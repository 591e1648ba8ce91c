use std::path::PathBuf;

use clap::{Args, Subcommand};
use va_core::{Fetcher, Result};

use crate::scrapers::{self, get_scraper_factories};

#[derive(Args, Debug, Clone)]
pub struct ScraperArgs {
    #[command(subcommand)]
    pub command: ScraperCommands,
}

#[derive(Subcommand, Debug, Clone)]
pub enum ScraperCommands {
    /// Scrape one article page into a JSON record
    Url {
        /// Full article URL, e.g. https://jamanetwork.com/journals/jama/fullarticle/...
        url: String,
        /// Where to write the record
        #[arg(short, long, default_value = "va.json")]
        out: PathBuf,
    },
    /// List available scrapers
    List,
}

pub async fn handle_command(args: ScraperArgs, fetcher: &Fetcher) -> Result<()> {
    match args.command {
        ScraperCommands::Url { url, out } => {
            let outcome = scrapers::extract(&url, fetcher).await?;
            let json = serde_json::to_string_pretty(&outcome.value)?;
            if let Some(parent) = out.parent().filter(|p| !p.as_os_str().is_empty()) {
                tokio::fs::create_dir_all(parent).await?;
            }
            tokio::fs::write(&out, json).await?;

            println!("📰 {} -> {}", outcome.value.title, out.display());
            for warning in &outcome.warnings {
                println!("⚠️  {}", warning);
            }
        }
        ScraperCommands::List => {
            println!("Available scrapers:");
            for factory in get_scraper_factories() {
                let scraper = factory(fetcher.clone());
                println!("  {} ({})", scraper.cli_names().join(", "), scraper.source());
            }
        }
    }
    Ok(())
}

What needs to be done — Search the listing above for the string "ScraperCommands" and return each line it appears on.

Response to this exercise —
    pub command: ScraperCommands,
pub enum ScraperCommands {
        ScraperCommands::Url { url, out } => {
        ScraperCommands::List => {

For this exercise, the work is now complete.